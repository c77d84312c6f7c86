//! Optimistic state - per-entity flags that change before the server confirms.
//!
//! A displayed resource gets an [`OptimisticStore`] derived from its last
//! snapshot. User actions set flags immediately through
//! [`OptimisticStore::apply_optimistic`]; each action yields a [`Ticket`]
//! that is later reconciled against the mutation outcome:
//!
//! - success: the value stands and the resource is invalidated in the cache,
//! - failure: the flag reverts to its last-known-good value and an error is
//!   recorded for one-shot display,
//! - superseded or unmounted: nothing displayed changes.
//!
//! ## Example
//!
//! ```ignore
//! let mut store = OptimisticStore::initialize(company, PendingPolicy::Ignore);
//! let ticket = store.apply_optimistic::<CompanyFollowed>(true)?;
//! store.mark_sent(&ticket)?;
//! // ... remote call resolves ...
//! match store.reconcile(&ticket, &MutationOutcome::Success)? {
//!     Reconciliation::Confirmed { key } => cache.invalidate(&key)?,
//!     _ => {}
//! }
//! ```

mod flag;
mod policy;
mod store;

pub use flag::{adjust_count, Flag, Invalidation};
pub use policy::{
    MutationOutcome, PendingPolicy, Phase, PhaseEvent, PolicyError, Reconciliation,
};
pub use store::{OptimisticStore, StoreError, StoreHandle, Ticket, WeakStore};
use std::fmt;

use serde::{de::DeserializeOwned, Serialize};
use serde_json::Value;

use crate::remote::RemoteRequest;
use crate::resource::{Resource, ResourceKey};

/// A per-viewer value derived from a resource that the viewer can change
/// optimistically (liked, saved, followed, current reaction kind).
///
/// A flag is a lens over its resource plus the remote call that persists a
/// new value. `write` owns every side effect of the change on the displayed
/// resource, such as moving a follower count, so restoring a previous value
/// with `write` also restores those side effects.
///
/// ## Example
///
/// ```ignore
/// pub struct CompanyFollowed;
///
/// impl Flag for CompanyFollowed {
///     type Resource = Company;
///     type Value = bool;
///     const NAME: &'static str = "followed";
///
///     fn read(company: &Company) -> bool {
///         company.is_followed
///     }
///
///     fn write(company: &mut Company, followed: &bool) {
///         adjust_count(&mut company.num_followers, company.is_followed, *followed);
///         company.is_followed = *followed;
///     }
///
///     fn request(company: &Company, followed: &bool) -> RemoteRequest {
///         let endpoint = format!("/company/{}/follow", company.id);
///         if *followed { RemoteRequest::post(endpoint) } else { RemoteRequest::delete(endpoint) }
///     }
/// }
/// ```
pub trait Flag: 'static {
    type Resource: Resource;
    type Value: Clone + PartialEq + fmt::Debug + Serialize + DeserializeOwned + Send + Sync;

    /// Name of the flag, unique per resource type.
    const NAME: &'static str;

    /// Derive the flag value from a resource snapshot.
    fn read(resource: &Self::Resource) -> Self::Value;

    /// Set the flag on a resource, including its side effects.
    fn write(resource: &mut Self::Resource, value: &Self::Value);

    /// Remote write that persists `value` for `resource`.
    fn request(resource: &Self::Resource, value: &Self::Value) -> RemoteRequest;

    /// Cached state besides the owning resource made stale by a confirmed
    /// write of `value`.
    fn invalidates(_resource: &Self::Resource, _value: &Self::Value) -> Vec<Invalidation> {
        Vec::new()
    }
}

/// Cached state to mark stale after a confirmed write.
#[derive(Debug, Clone, PartialEq, Eq)]
pub enum Invalidation {
    Key(ResourceKey),
    /// Every cached resource of a collection.
    Collection(&'static str),
}

/// Moves a counter by one when a boolean flag changes.
pub fn adjust_count(count: &mut u32, was: bool, now: bool) {
    match (was, now) {
        (false, true) => *count = count.saturating_add(1),
        (true, false) => *count = count.saturating_sub(1),
        _ => {}
    }
}

pub(crate) type ReadFn<R> = fn(&R) -> Result<Value, serde_json::Error>;
pub(crate) type WriteFn<R> = fn(&mut R, &Value) -> Result<(), serde_json::Error>;

pub(crate) fn read_erased<F: Flag>(resource: &F::Resource) -> Result<Value, serde_json::Error> {
    serde_json::to_value(F::read(resource))
}

pub(crate) fn write_erased<F: Flag>(
    resource: &mut F::Resource,
    value: &Value,
) -> Result<(), serde_json::Error> {
    let value: F::Value = serde_json::from_value(value.clone())?;
    F::write(resource, &value);
    Ok(())
}
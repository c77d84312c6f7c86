// Lets the Resource derive refer to `optimistic_rust::Resource` inside this crate.
extern crate self as optimistic_rust;

pub mod cache;
pub mod config;
pub mod domain;
pub mod error;
pub mod feed;
pub mod forms;
pub mod mutation;
pub mod notify;
pub mod optimistic;
pub mod reconciler;
pub mod remote;
pub mod resource;
pub mod session;
pub mod view;

pub use cache::{
    CacheEntry, CacheError, CacheEvent, CacheEventKind, FetchError, FetchState,
    InMemoryResourceCache, Query, ResourceCache,
};
pub use config::{AppConfig, ClientConfig, ConfigError, ReconcileConfig};
pub use error::{AppError, ErrorKind};
pub use feed::{Feed, FeedError, Page};
pub use forms::{submit, Form, FormError, ValidationErrors, Validator};
pub use mutation::{Mutation, MutationError, MutationStatus};
pub use notify::{LogNotifier, Notifier, Toast, ToastBuffer, ToastLevel};
pub use optimistic::{
    adjust_count, Flag, Invalidation, MutationOutcome, OptimisticStore, PendingPolicy, Phase,
    PhaseEvent, PolicyError, Reconciliation, StoreError, StoreHandle, Ticket, WeakStore,
};
pub use reconciler::{InFlight, Reconciler};
pub use remote::{InMemoryRemote, Method, Remote, RemoteError, RemoteRequest};
#[cfg(feature = "http")]
pub use remote::HttpRemote;
pub use resource::{Resource, ResourceKey, Versioned};
pub use session::{AppContext, Session, Theme};
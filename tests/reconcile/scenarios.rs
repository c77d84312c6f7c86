//! End-to-end walkthroughs of a reaction and a company follow.

use std::sync::{mpsc, Mutex};
use std::time::Duration;

use optimistic_rust::domain::{Company, CompanyFollowed, PostReaction, Reaction};
use optimistic_rust::view::{CompanyHeader, PostCard};
use optimistic_rust::{
    CacheEventKind, InMemoryRemote, Method, Reconciliation, RemoteError, Resource,
    ResourceCache, ResourceKey, ToastBuffer,
};
use serde_json::json;

use crate::support::{context, post};

#[tokio::test]
async fn like_then_network_rejects() {
    let remote = InMemoryRemote::new().route(Method::Post, "/posts/p1/reactions", |_| {
        Err(RemoteError::with_status(503, "reactions are unavailable"))
    });
    let toasts = ToastBuffer::new();
    let ctx = context(remote.clone(), &toasts);
    let card = PostCard::new(&ctx, post());

    let in_flight = ctx
        .reconciler()
        .begin::<PostReaction>(card.store(), Some(Reaction::Like))
        .unwrap();
    let immediate = card.props().unwrap();
    assert_eq!(immediate.reaction, Some(Reaction::Like));
    assert_eq!(immediate.num_reacts, 11);

    let result = in_flight.settle().await.unwrap();
    assert!(matches!(result, Reconciliation::Reverted { .. }));

    let settled = card.props().unwrap();
    assert_eq!(settled.reaction, None);
    assert_eq!(settled.num_reacts, 10);

    let errors = toasts.drain();
    assert_eq!(errors.len(), 1);
    assert_eq!(errors[0].message, "reactions are unavailable");
    assert_eq!(
        remote.calls()[0].payload,
        Some(json!({ "reaction": "Like" }))
    );
}

#[tokio::test]
async fn follow_company_invalidates_its_key() {
    let remote = InMemoryRemote::new().route(Method::Post, "/company/acme/follow", |_| {
        Ok(json!({ "ok": true }))
    });
    let toasts = ToastBuffer::new();
    let ctx = context(remote.clone(), &toasts);

    let company = Company {
        num_followers: 5,
        ..Company::new("acme", "Acme")
    };
    ctx.cache().put(&company).unwrap();

    let (tx, rx) = mpsc::channel();
    let tx = Mutex::new(tx);
    ctx.cache()
        .subscribe(&company.key(), move |event| {
            if let Ok(tx) = tx.lock() {
                let _ = tx.send(event);
            }
        })
        .unwrap();

    let header = CompanyHeader::new(&ctx, company);
    let in_flight = ctx
        .reconciler()
        .begin::<CompanyFollowed>(header.store(), true)
        .unwrap();

    let immediate = header.props().unwrap();
    assert!(immediate.is_followed);
    assert_eq!(immediate.num_followers, 6);
    assert!(immediate.is_follow_pending);

    let result = in_flight.settle().await.unwrap();
    assert_eq!(
        result,
        Reconciliation::Confirmed {
            key: ResourceKey::new("company", "acme")
        }
    );

    let event = rx.recv_timeout(Duration::from_secs(1)).unwrap();
    assert_eq!(event.key, ResourceKey::new("company", "acme"));
    assert_eq!(event.kind, CacheEventKind::Invalidated);
    assert!(ctx.cache().get::<Company>("acme").unwrap().is_stale());

    let settled = header.props().unwrap();
    assert!(settled.is_followed);
    assert_eq!(settled.num_followers, 6);
    assert!(!settled.is_follow_pending);
    assert!(toasts.snapshot().is_empty());
}

#[tokio::test]
async fn refetch_after_confirmed_follow_takes_server_values() {
    let remote = InMemoryRemote::new()
        .route(Method::Post, "/company/acme/follow", |_| Ok(json!({})))
        .route(Method::Get, "/company/acme", |_| {
            Ok(json!({
                "id": "acme",
                "name": "Acme",
                "numFollowers": 120,
                "isFollowed": true
            }))
        });
    let toasts = ToastBuffer::new();
    let ctx = context(remote.clone(), &toasts);
    let company = Company {
        num_followers: 5,
        ..Company::new("acme", "Acme")
    };
    ctx.cache().put(&company).unwrap();

    let header = CompanyHeader::new(&ctx, company);
    header.follow().await.unwrap();
    header.refresh().await.unwrap();

    let props = header.props().unwrap();
    assert!(props.is_followed);
    assert_eq!(props.num_followers, 120);
    assert!(ctx.cache().get::<Company>("acme").unwrap().is_fresh());
    assert_eq!(remote.call_count(Method::Get, "/company/acme"), 1);
}
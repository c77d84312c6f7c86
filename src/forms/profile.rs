use serde::{Deserialize, Serialize};
use serde_json::json;

use super::{Form, ValidationErrors, Validator};
use crate::domain::Profile;
use crate::remote::RemoteRequest;
use crate::resource::{Resource, ResourceKey};

/// The viewer's own profile. The server identifies the profile from the
/// session, so `user_id` only selects what to invalidate.
#[derive(Debug, Clone, Default, PartialEq, Serialize, Deserialize)]
#[serde(rename_all = "camelCase")]
pub struct ProfileForm {
    pub user_id: String,
    pub first_name: String,
    pub last_name: String,
    pub headline: String,
    pub location: String,
    pub about: String,
    pub website: String,
    pub phone: String,
}

impl ProfileForm {
    /// Prefill from the current profile.
    pub fn from_profile(profile: &Profile) -> Self {
        Self {
            user_id: profile.id.clone(),
            first_name: profile.first_name.clone(),
            last_name: profile.last_name.clone(),
            headline: profile.headline.clone(),
            location: profile.location.clone(),
            about: profile.about.clone(),
            website: profile.website.clone().unwrap_or_default(),
            phone: String::new(),
        }
    }
}

impl Form for ProfileForm {
    fn validate(&self) -> Result<(), ValidationErrors> {
        Validator::new()
            .required("firstName", &self.first_name)
            .max_len("firstName", &self.first_name, 50)
            .required("lastName", &self.last_name)
            .max_len("lastName", &self.last_name, 50)
            .max_len("headline", &self.headline, 220)
            .max_len("about", &self.about, 2600)
            .url("website", &self.website)
            .phone("phone", &self.phone)
            .finish()
    }

    fn request(&self) -> RemoteRequest {
        RemoteRequest::put("/profile").with_payload(json!({
            "firstName": self.first_name.trim(),
            "lastName": self.last_name.trim(),
            "headline": self.headline.trim(),
            "location": self.location.trim(),
            "about": self.about,
            "website": self.website.trim(),
            "phone": self.phone.trim(),
        }))
    }

    fn invalidates(&self) -> Vec<ResourceKey> {
        vec![Profile::key_for(&self.user_id)]
    }
}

• • • •

## [WHAT YOU NEED TO DO]
Could you repeat exactly the lines in the listing above from the one with "Validator::new()" down to the one with "fn request(&self) ->"? Include both of those lines.

## [RESPONSE]
        Validator::new()
            .required("firstName", &self.first_name)
            .max_len("firstName", &self.first_name, 50)
            .required("lastName", &self.last_name)
            .max_len("lastName", &self.last_name, 50)
            .max_len("headline", &self.headline, 220)
            .max_len("about", &self.about, 2600)
            .url("website", &self.website)
            .phone("phone", &self.phone)
            .finish()
    }

    fn request(&self) -> RemoteRequest {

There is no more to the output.